Brandes cree en la oportunidad que ofrece Japón a los inversores value de largo plazo


Muchos inversores no entran en el mercado nipón ante su preocupación por dos problemas estructurales que llevan años castigando a su economía: su gran déficit fiscal y el envejecimiento de su población. Pero aunque Brandes IP considera que esas preocupaciones son legítimas, considera que los mercados han sobre-reaccionado y han ignorado durante mucho tiempo factores favorables como el potencial del Gobierno de aliviar las presiones actuales en términos fiscales, monetarios y con políticas públicas, el fortalecimiento y saneamiento de las compañías tras décadas de desapalancamiento y la posibilidad de las compañías de calidad, ahora a precios de ganga, de situarse en una mucho mejor posición de la que estaban hace una década. Por eso, la gestora dice que el país presenta una “oportunidad única para los inversores con sesgo value, racionales y de largo plazo”, según indica en su informe titulado “Japón: un nuevo amanecer en la tierra del sol naciente”.

 

En este sentido, Brandes considera su postura “contrarian”, en la medida en que muchos inversores creen que el mercado está acabado e incluso han llegado a llamar al país “Esquema de Ponzi”, ignorándolo en sus carteras. Pero Brandes, que en su fondo global tiene un peso en Japón del 20% y en el internacional del 28%, lo que supone una de sus mayores sobreponderaciones, rebate las preocupaciones sobre lo que llama “el cuento de las dos D: deuda y demografía”. En primer lugar dice que, en la medida en que los propios japoneses son los dueños de la deuda del país y la han comprado a bajos tipos, la situación no es tan complicada como en países que dependen de la financiación extranjera. Si bien con respecto a la demografía reconoce que en la medida en que los fondos de pensiones tengan que pagar a sus partícipes, se podrían ver obligados a vender la deuda del país para hacer frente a sus obligaciones, con lo que Japón aumentaría su dependencia de la financiación foránea, algo que la encarecería y tendría consecuencias negativas, en una espiral de deuda-costes de servicios y bajos ingresos obtenidos por vía fiscal.

 

“Los retos son reales, pero las soluciones existen”, afirma la gestora, convencida de que hay medidas para aliviar la crisis y que el Gobierno nipón optará por acciones más prudentes, entre las que podrían incluirse un incremento de la imposición fiscal para aumentar sus ingresos, una reducción del gasto público, una devaluación del yen, así como políticas de impulso del empleo y mejora de la productividad. “Con esta variedad de opciones a su disposición, Japón no está en ningún lugar cerca de un inminente colapso financiero”, dice Brandes, que cree que el mercado infravalora la capacidad de “una de las naciones más resistentes e innovadoras de la historia reciente para renacer en un nuevo alba de política fiscal sostenible”.

 

Como principal razón de optimismo, también señala las compañías, que han reducido su deuda, tienen grandes cantidades de liquidez, son más rentables de lo que parecen, están poniendo un mayor foco en el cliente y pueden beneficiarse de la evolución del yen.

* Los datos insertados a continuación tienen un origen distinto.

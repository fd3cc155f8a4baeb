//! Diagnostic check whether an email owns a path, and why.

use std::collections::BTreeSet;

use serde::Serialize;
use tracing::debug;

use crate::config::FallbackCodeOwners;
use crate::errors::{OwnersError, OwnersResult};
use crate::models::{AccountId, BranchNameKey, CodeOwnerReference};
use crate::query::guards::validate_email;
use crate::query::ownership::{collect_path_ownership, OwnerSource};
use crate::resolver::owners::{CodeOwnerResolver, ResolvedReference, UnresolvedReason};
use crate::resolver::Cancellation;
use crate::service::CodeOwnersService;
use crate::store::paths::normalize_file_path;

#[derive(Clone, Debug)]
pub struct OwnershipCheckRequest {
    pub branch: BranchNameKey,
    /// Branch head when absent.
    pub revision: Option<String>,
    pub email: String,
    pub path: String,
    /// Additionally check that the owner is visible to this user.
    pub calling_user: Option<AccountId>,
    /// The administrator running the check.
    pub invoker: AccountId,
    pub cancellation: Cancellation,
}

impl OwnershipCheckRequest {
    pub fn new(
        branch: BranchNameKey,
        email: impl Into<String>,
        path: impl Into<String>,
        invoker: AccountId,
    ) -> Self {
        Self {
            branch,
            revision: None,
            email: email.into(),
            path: path.into(),
            calling_user: None,
            invoker,
            cancellation: Cancellation::new(),
        }
    }
}

#[derive(Clone, Debug, Default, PartialEq, Eq, Serialize)]
pub struct CodeOwnerCheckInfo {
    pub is_code_owner: bool,
    pub is_resolvable: bool,
    pub is_ambiguous: bool,
    pub can_read_ref: Option<bool>,
    pub can_see: Option<bool>,
    /// Declaration files that name the email or the all-users wildcard.
    pub code_owner_config_file_paths: Vec<String>,
    pub is_fallback_code_owner: bool,
    pub is_default_code_owner: bool,
    pub is_global_code_owner: bool,
    pub is_owned_by_all_users: bool,
    pub annotations: Vec<String>,
    pub debug_logs: Vec<String>,
}

/// Explain whether `request.email` is a code owner of `request.path`.
///
/// Requires the invoker to hold the check capability.
pub fn check_code_ownership(
    service: &CodeOwnersService,
    request: &OwnershipCheckRequest,
) -> OwnersResult<CodeOwnerCheckInfo> {
    if !service.permissions().can_check_code_owner(request.invoker)? {
        return Err(OwnersError::PermissionDenied(format!(
            "{} may not check code ownership",
            request.invoker
        )));
    }
    let email = validate_email(&request.email)?;
    let path = normalize_file_path(&request.path)?;
    let branch = &request.branch;
    let revision = match &request.revision {
        Some(revision) => revision.clone(),
        None => service.branch_head(branch)?,
    };

    let loader = service.loader();
    let settings = loader.settings(branch)?;
    if settings.disabled {
        return Err(OwnersError::Disabled(branch.to_string()));
    }
    let ownership =
        collect_path_ownership(&loader, &settings, &revision, &path, &request.cancellation)?;

    let mut info = CodeOwnerCheckInfo::default();
    let resolver = CodeOwnerResolver::new(service.accounts(), service.permissions(), &settings)
        .for_calling_user(request.calling_user);
    let (resolved, messages) = resolver.resolve_with_messages(&CodeOwnerReference::new(email.as_str()))?;
    info.debug_logs.extend(messages);
    info.is_resolvable = resolved.owner().is_some();

    let accounts = service.accounts().accounts_by_email(&email)?;
    let account = match &resolved {
        ResolvedReference::Owner(owner) => Some(owner.account_id),
        ResolvedReference::Unresolved(UnresolvedReason::Ambiguous { .. }) => {
            info.is_ambiguous = true;
            None
        }
        _ if accounts.len() == 1 => accounts.iter().next().copied(),
        _ => None,
    };
    if let Some(account) = account {
        info.can_read_ref = Some(service.permissions().can_read(account, branch)?);
        if let Some(viewer) = request.calling_user {
            info.can_see = Some(service.accounts().can_see(viewer, account)?);
        }
    }

    let mut config_files = BTreeSet::new();
    for entry in &ownership.entries {
        let names_email = entry.reference.names(&email);
        let wildcard = entry.reference.is_all_users();
        if !names_email && !wildcard {
            continue;
        }
        if wildcard {
            info.is_owned_by_all_users = true;
        }
        let location = match &entry.config {
            Some(key) => {
                let file = loader.file_path(key)?;
                config_files.insert(file.clone());
                file
            }
            None => "the global code owners setting".to_string(),
        };
        match entry.source {
            OwnerSource::DefaultConfig if names_email => info.is_default_code_owner = true,
            OwnerSource::GlobalOwners if names_email => info.is_global_code_owner = true,
            _ => {}
        }
        info.debug_logs.push(format!(
            "found '{}' in {} (distance {})",
            entry.reference, location, entry.distance
        ));
    }
    info.code_owner_config_file_paths = config_files.into_iter().collect();

    if let Some(key) = &ownership.stopped_at {
        info.debug_logs
            .push(format!("parent code owners are ignored from {key} upwards"));
    }
    for (key, message) in &ownership.invalid_configs {
        info.debug_logs
            .push(format!("skipped invalid code owner config {key}: {message}"));
    }
    for unresolved in &ownership.unresolved_imports {
        info.debug_logs.push(format!("unresolved import: {unresolved}"));
    }

    if !ownership.has_declared_owners() {
        match settings.fallback_code_owners {
            FallbackCodeOwners::None => info
                .debug_logs
                .push("no code owners defined, no fallback configured".to_string()),
            FallbackCodeOwners::AllUsers => {
                info.is_fallback_code_owner = true;
                info.debug_logs
                    .push("no code owners defined, all users are fallback code owners".to_string());
            }
            FallbackCodeOwners::ProjectOwners => {
                if let Some(account) = account {
                    info.is_fallback_code_owner =
                        service.permissions().is_project_owner(account, &branch.project)?;
                }
                info.debug_logs.push(format!(
                    "no code owners defined, project owners are fallback code owners (is project owner: {})",
                    info.is_fallback_code_owner
                ));
            }
        }
    }

    let annotations: BTreeSet<String> = ownership
        .annotations_of(&email)
        .map(|a| a.key().to_string())
        .collect();
    info.annotations = annotations.into_iter().collect();

    let names_email = ownership.entries.iter().any(|e| e.reference.names(&email));
    info.is_code_owner = info.is_resolvable
        && (names_email || info.is_owned_by_all_users || info.is_fallback_code_owner);
    debug!(
        "Checked code ownership of {} for {} in {}: {}",
        email, path, branch, info.is_code_owner
    );
    Ok(info)
}

#[cfg(test)]
mod tests {
    use super::*;
    use crate::service::testing::World;

    const ADMIN: AccountId = AccountId(100);

    fn world() -> World {
        let world = World::new();
        world.accounts.add_account(100, "admin@x.com");
        world.permissions.grant_check_code_owner(ADMIN);
        world
    }

    fn check(service: &CodeOwnersService, branch: BranchNameKey, email: &str, path: &str) -> CodeOwnerCheckInfo {
        check_code_ownership(service, &OwnershipCheckRequest::new(branch, email, path, ADMIN)).unwrap()
    }

    #[test]
    fn test_owner_in_folder_file() {
        let world = world();
        world.accounts.add_account(1, "a@x.com");
        world.commit(&[("/OWNERS", "b@x.com\n"), ("/foo/OWNERS", "a@x.com #{NEVER_SUGGEST}\n")]);
        let service = world.service();
        let info = check(&service, world.branch(), "a@x.com", "/foo/bar.txt");
        assert!(info.is_code_owner);
        assert!(info.is_resolvable);
        assert_eq!(info.code_owner_config_file_paths, vec!["/foo/OWNERS"]);
        assert_eq!(info.annotations, vec!["NEVER_SUGGEST"]);
        assert_eq!(info.can_read_ref, Some(true));
        assert!(!info.is_global_code_owner);
    }

    #[test]
    fn test_email_case_does_not_matter() {
        let world = world();
        world.accounts.add_account(1, "foo@x.com");
        world.commit(&[("/OWNERS", "Foo@x.com #{LAST_RESORT_SUGGESTION}\n")]);
        let service = world.service();
        let info = check(&service, world.branch(), "foo@x.com", "/bar.txt");
        assert!(info.is_code_owner);
        assert_eq!(info.code_owner_config_file_paths, vec!["/OWNERS"]);
        assert_eq!(info.annotations, vec!["LAST_RESORT_SUGGESTION"]);
    }

    #[test]
    fn test_global_and_default_owners() {
        let world = world();
        world.accounts.add_account(1, "g@x.com");
        world.accounts.add_account(2, "d@x.com");
        world.commit(&[("/README", "hi\n")]);
        world
            .storage
            .commit(&BranchNameKey::meta_config("p"), &[("/OWNERS", "d@x.com\n")]);
        let service = world.service_json(r#"{ "general": { "global_code_owners": ["g@x.com"] } }"#);
        let global = check(&service, world.branch(), "g@x.com", "/x.txt");
        assert!(global.is_code_owner && global.is_global_code_owner);
        assert!(global.code_owner_config_file_paths.is_empty());
        let default = check(&service, world.branch(), "d@x.com", "/x.txt");
        assert!(default.is_code_owner && default.is_default_code_owner);
    }

    #[test]
    fn test_ambiguous_email_is_reported() {
        let world = world();
        world.accounts.add_account(1, "dup@x.com");
        world.accounts.add_account(2, "dup@x.com");
        world.commit(&[("/OWNERS", "dup@x.com\n")]);
        let service = world.service();
        let info = check(&service, world.branch(), "dup@x.com", "/x.txt");
        assert!(!info.is_code_owner);
        assert!(info.is_ambiguous);
        assert!(info.debug_logs.iter().any(|l| l.contains("ambiguous")));
    }

    #[test]
    fn test_fallback_and_visibility() {
        let world = world();
        let a = world.accounts.add_account(1, "a@x.com");
        world.accounts.hide(AccountId(9), a);
        world.commit(&[("/README", "hi\n")]);
        let service =
            world.service_json(r#"{ "general": { "fallback_code_owners": "ALL_USERS" } }"#);
        let info = check(&service, world.branch(), "a@x.com", "/x.txt");
        assert!(info.is_fallback_code_owner && info.is_code_owner);

        let mut request = OwnershipCheckRequest::new(world.branch(), "a@x.com", "/x.txt", ADMIN);
        request.calling_user = Some(AccountId(9));
        let hidden = check_code_ownership(&service, &request).unwrap();
        assert_eq!(hidden.can_see, Some(false));
        assert!(!hidden.is_code_owner);
    }

    #[test]
    fn test_requires_check_capability() {
        let world = world();
        world.commit(&[("/OWNERS", "a@x.com\n")]);
        let service = world.service();
        let request = OwnershipCheckRequest::new(world.branch(), "a@x.com", "/x.txt", AccountId(1));
        assert!(matches!(
            check_code_ownership(&service, &request),
            Err(OwnersError::PermissionDenied(_))
        ));
    }
}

Por ello, cree que están cotizando a un gran descuento con respecto a la situación histórica, y también frente al resto. En esta línea también se pronunciaban otras gestoras al hacer balance del primer año del terremoto y posterior tsunami, según publicó FundsPeople.

 

“Nuestra exposición está sobre todo en industrias defensivas (como farmacéuticas, telecomunicaciones y bienes básicos), exportadoras (como tecnológicas y automovilísticas), y financieras (incluyendo bancos e inmobiliarias y algunas aseguradoras). “Creemos que su situación las hace menos conectada con la economía de su país de domicilio y por ello, están mejor posicionadas para superar los retos que afronta Japón”, apostillan en Brandes.